У этих достижений есть и оборотная сторона. В некоторых секторах экономики произошло сокращение рабочих мест. iPod и iTunes, позволившие покупать музыку онлайн, нанесли сильный удар розничным продавцам музыки. Графические возможности программного обеспечения изделий компании Apple вытеснили тех, кто ранее работал в полиграфической и звукозаписывающей отраслях. Да и сам Джобс не был ангелом. Известный своей раздражительностью, он мог проявлять безжалостность по отношению как к сотрудникам своей компании, так и ко всем тем, кто ему перечил. Жизнь Джобса – никоим образом не идеальная картина.

Но ценность, которую создавали Джобс и его компания, намного превосходила все минусы. Apple генерировала возможности и создавала богатства для миллионов людей – сотрудников самой компании, ее акционеров, людей, торговавших продуктами компании и использовавших эти продукты в своей деятельности. Ни одна государственная программа не могла произвести те нравственные выгоды, которые Джобс дал обществу.

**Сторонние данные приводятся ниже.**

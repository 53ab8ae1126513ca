use std::collections::HashMap;

use chrono::{Datelike, Duration, NaiveDate};
use serde::Serialize;

use crate::config::Language;
use crate::date::{format_date_key, YearMonth};
use crate::models::{DateKey, Task};

/// Six weeks of seven days.
pub const GRID_CELLS: usize = 42;

#[derive(Debug, Clone, PartialEq, Eq, Serialize)]
#[serde(rename_all = "snake_case")]
pub struct DayAggregate {
    pub date_key: DateKey,
    pub total: u32,
    pub completed: u32,
}

impl DayAggregate {
    pub fn status(&self) -> Option<DayStatus> {
        if self.total == 0 {
            return None;
        }
        Some(if self.completed >= self.total {
            DayStatus::AllDone
        } else if self.completed > 0 {
            DayStatus::Partial
        } else {
            DayStatus::NoneDone
        })
    }
}

/// Day marker shown on the calendar for days that have tasks.
#[derive(Debug, Clone, Copy, PartialEq, Eq, Serialize)]
#[serde(rename_all = "snake_case")]
pub enum DayStatus {
    AllDone,
    Partial,
    NoneDone,
}

/// Per-day `{total, completed}` counts keyed by the tasks' own `task_date`.
#[derive(Debug, Clone, Default, PartialEq)]
pub struct CalendarIndex {
    days: HashMap<DateKey, DayAggregate>,
}

impl CalendarIndex {
    pub fn from_tasks(tasks: &[Task]) -> Self {
        let mut index = Self::default();
        index.rebuild(tasks);
        index
    }

    /// Recomputes from scratch. Malformed date keys are grouped under their literal value.
    pub fn rebuild(&mut self, tasks: &[Task]) {
        self.days.clear();
        for task in tasks {
            let day = self
                .days
                .entry(task.task_date.clone())
                .or_insert_with(|| DayAggregate {
                    date_key: task.task_date.clone(),
                    total: 0,
                    completed: 0,
                });
            day.total += 1;
            if task.completed {
                day.completed += 1;
            }
        }
    }

    pub fn get(&self, date_key: &str) -> Option<&DayAggregate> {
        self.days.get(date_key)
    }

    pub fn day(&self, date: NaiveDate) -> Option<&DayAggregate> {
        self.get(&format_date_key(date))
    }

    pub fn len(&self) -> usize {
        self.days.len()
    }

    pub fn is_empty(&self) -> bool {
        self.days.is_empty()
    }
}

#[derive(Debug, Clone, PartialEq, Eq, Serialize)]
#[serde(rename_all = "snake_case")]
pub struct CalendarCell {
    pub date: NaiveDate,
    pub date_key: DateKey,
    pub in_month: bool,
    pub is_today: bool,
    pub is_selected: bool,
    pub status: Option<DayStatus>,
}

/// Cells for a Sunday-first month view, padded with the neighbouring months' days.
pub fn month_grid(
    month: YearMonth,
    today: NaiveDate,
    selected: Option<NaiveDate>,
    index: &CalendarIndex,
) -> Vec<CalendarCell> {
    let first = month.first_day();
    let start = first - Duration::days(i64::from(first.weekday().num_days_from_sunday()));

    (0..GRID_CELLS as i64)
        .map(|offset| {
            let date = start + Duration::days(offset);
            let date_key = format_date_key(date);
            let status = index.get(&date_key).and_then(DayAggregate::status);
            CalendarCell {
                date,
                in_month: month.contains(date),
                is_today: date == today,
                is_selected: selected == Some(date),
                status,
                date_key,
            }
        })
        .collect()
}

pub fn month_title(month: YearMonth, language: Language) -> String {
    match language {
        Language::Zh => format!("{}年{}月", month.year(), month.month()),
        Language::En => month.first_day().format("%B %Y").to_string(),
    }
}
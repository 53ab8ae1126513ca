//! Drag-to-reorder over one rendered list.
//!
//! The candidate order is plain data (a sequence of ids) that only lives for the duration
//! of the gesture. On drop it is submitted and the whole collection is reloaded, so the
//! backend's order is what ends up on screen.

use serde::{Deserialize, Serialize};

use crate::gateway::TaskGateway;
use crate::models::TaskId;
use crate::state::SessionState;
use crate::store::TaskStore;
use crate::view::Column;

#[derive(Debug, Clone, Copy, PartialEq, Eq, Serialize, Deserialize)]
#[serde(tag = "kind", content = "id", rename_all = "snake_case")]
pub enum ReorderTarget {
    /// One column of the visible task list.
    Tasks(Column),
    /// The subtask list of one task.
    Subtasks(TaskId),
}

/// Where a rendered row currently sits, in pointer coordinates.
#[derive(Debug, Clone, Copy, PartialEq, Serialize, Deserialize)]
pub struct RowBounds {
    pub id: i64,
    pub top: f64,
    pub height: f64,
}

impl RowBounds {
    fn midpoint_offset(&self, pointer_y: f64) -> f64 {
        pointer_y - self.top - self.height / 2.0
    }
}

/// The row the dragged one should be inserted before: among the rows whose midpoint lies
/// below the pointer, the closest one. `None` means the end of the list.
pub fn insertion_point(pointer_y: f64, rows: &[RowBounds], dragged: i64) -> Option<i64> {
    rows.iter()
        .filter(|row| row.id != dragged)
        .map(|row| (row.id, row.midpoint_offset(pointer_y)))
        .filter(|(_, offset)| *offset < 0.0)
        .max_by(|a, b| a.1.total_cmp(&b.1))
        .map(|(id, _)| id)
}

#[derive(Debug, Clone)]
pub struct DragSession {
    target: ReorderTarget,
    dragged: i64,
    order: Vec<i64>,
}

impl DragSession {
    /// Starts a drag of `dragged` inside `target`. Returns `None` when the row is not part
    /// of that list, which keeps a drag from crossing columns.
    pub fn begin(state: &SessionState, target: ReorderTarget, dragged: i64) -> Option<Self> {
        let order = match target {
            ReorderTarget::Tasks(column) => state.column_ids(column),
            ReorderTarget::Subtasks(task_id) => {
                state.task(task_id)?.subtasks.iter().map(|s| s.id).collect()
            }
        };
        if !order.contains(&dragged) {
            log::debug!("reorder: row {dragged} is not in {target:?}");
            return None;
        }
        Some(Self {
            target,
            dragged,
            order,
        })
    }

    pub fn target(&self) -> ReorderTarget {
        self.target
    }

    pub fn dragged(&self) -> i64 {
        self.dragged
    }

    pub fn order(&self) -> &[i64] {
        &self.order
    }

    /// Moves the dragged row to follow the pointer. Rows from other lists are ignored.
    pub fn drag_over(&mut self, pointer_y: f64, rows: &[RowBounds]) {
        let siblings: Vec<RowBounds> = rows
            .iter()
            .filter(|row| self.order.contains(&row.id))
            .copied()
            .collect();
        let before = insertion_point(pointer_y, &siblings, self.dragged);

        self.order.retain(|id| *id != self.dragged);
        let index = before
            .and_then(|id| self.order.iter().position(|candidate| *candidate == id))
            .unwrap_or(self.order.len());
        self.order.insert(index, self.dragged);
    }

    /// Submits the order and reloads regardless of the outcome. Returns whether the
    /// backend accepted the order.
    pub async fn drop<G: TaskGateway>(self, store: &TaskStore<G>) -> bool {
        let submitted = match self.target {
            ReorderTarget::Tasks(_) => store.gateway().reorder_tasks(&self.order).await,
            ReorderTarget::Subtasks(task_id) => {
                store
                    .gateway()
                    .reorder_subtasks(task_id, &self.order)
                    .await
            }
        };
        let accepted = match submitted {
            Ok(()) => {
                log::debug!("reorder: {:?} saved {:?}", self.target, self.order);
                true
            }
            Err(err) => {
                log::warn!("reorder: {:?} failed: {err}", self.target);
                false
            }
        };
        if let Err(err) = store.load().await {
            log::debug!("reorder: reload after drop failed: {err}");
        }
        accepted
    }
}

Стоит отметить, что среди тех, кто размышлял о кончине Стива Джобса, был Сами Мубайед, профессор университета в Сирии, где родился биологический отец Джобса. Мубайед написал, что, хотя молодых сирийцев вдохновляет связь с предпринимателем-визионером, они понимают, что «если бы Джобс работал в Сирии, он, вероятно, не совершил бы ни одного из своих открытий»[10]. Вот почему, по словам Мубайеда, Сирия не обеспечивает необходимую для инноваций «экосистему и поддерживающую инновации среду». Социалистическая страна жестко контролирует банки и экономическую политику, которые диктуются государством в целях устранения «классового неравенства»[11]. Все, чего добились сирийские власти, – создание нищеты: средняя заработная плата в Сирии составляет 2,61 долл. в час.

США – не Сирия. Однако продолжающееся десятилетиями в США умножение рядов бюрократии Большого Правительства и усиливающееся регулирование ныне подрывают нравственное общество, разрушая экономическую и личную свободу. Сегодня все больше примеров нарушения моральных принципов бюрократией Большого Правительства и нормами регулирования. Мы видели это на примере Закона о здравоохранении, который привел к тому, что администрация навязывает свои правила католической церкви, а это люди разных религиозных убеждений считают нарушением свободы вероисповедания. Господство Большого Правительства в здравоохранении привело к возникновению новой этики «экономного здравоохранения», которое, как считают наблюдатели, вступает в конфликт с традиционными, многовековыми принципами медицины и ставит расходы выше интересов пациентов[12]. Других пугает усиливающееся злоупотребление законодательством: органы местной власти заставляют людей продавать свои дома и предприятия, чтобы расчистить путь коммерческим проектам, которые выгодны муниципалитетам. Близорукие бюрократы Большого Правительства могут порой забывать, что их дело – помогать людям. Пример такой «забывчивости» – заявление властей города Нью-Йорка о том, что они больше не станут принимать дары, приносимые церквями и синагогами в виде продуктов питания, потому что не могут контролировать содержание в этих продуктах клетчатки, жиров и солей[13]. Все больше американцев начинают считать Большое Правительство повинным в грехах, которые сторонники государственного вмешательства приписывают частному сектору. Постоянный рост бюрократии и введение все новых мер Большого Правительства обусловлены эгоизмом, алчностью и стремлением к политическому господству.

Возникают вопросы и о подлинном наследии Франклина Делано Рузвельта. Экономисты и историки, в том числе Эмити Слаес, Бартон Фолсом, Джон Кокрейн и Роберт Хиггс, убедительно показали, что безустанное государственное вмешательство на самом деле привело к затягиванию Великой депрессии. Налоги, необходимые для финансирования кейнсианских расходов администрации Ф. Д. Рузвельта и его программ создания рабочих мест, высасывали из экономики капитал. Установленные Ф. Д. Рузвельтом контроль над ценами и квотирование производства также создали неопределенность, которая удерживала предпринимателей от найма работников. Все это отложило восстановление экономики до времени, последовавшего после Второй мировой войны.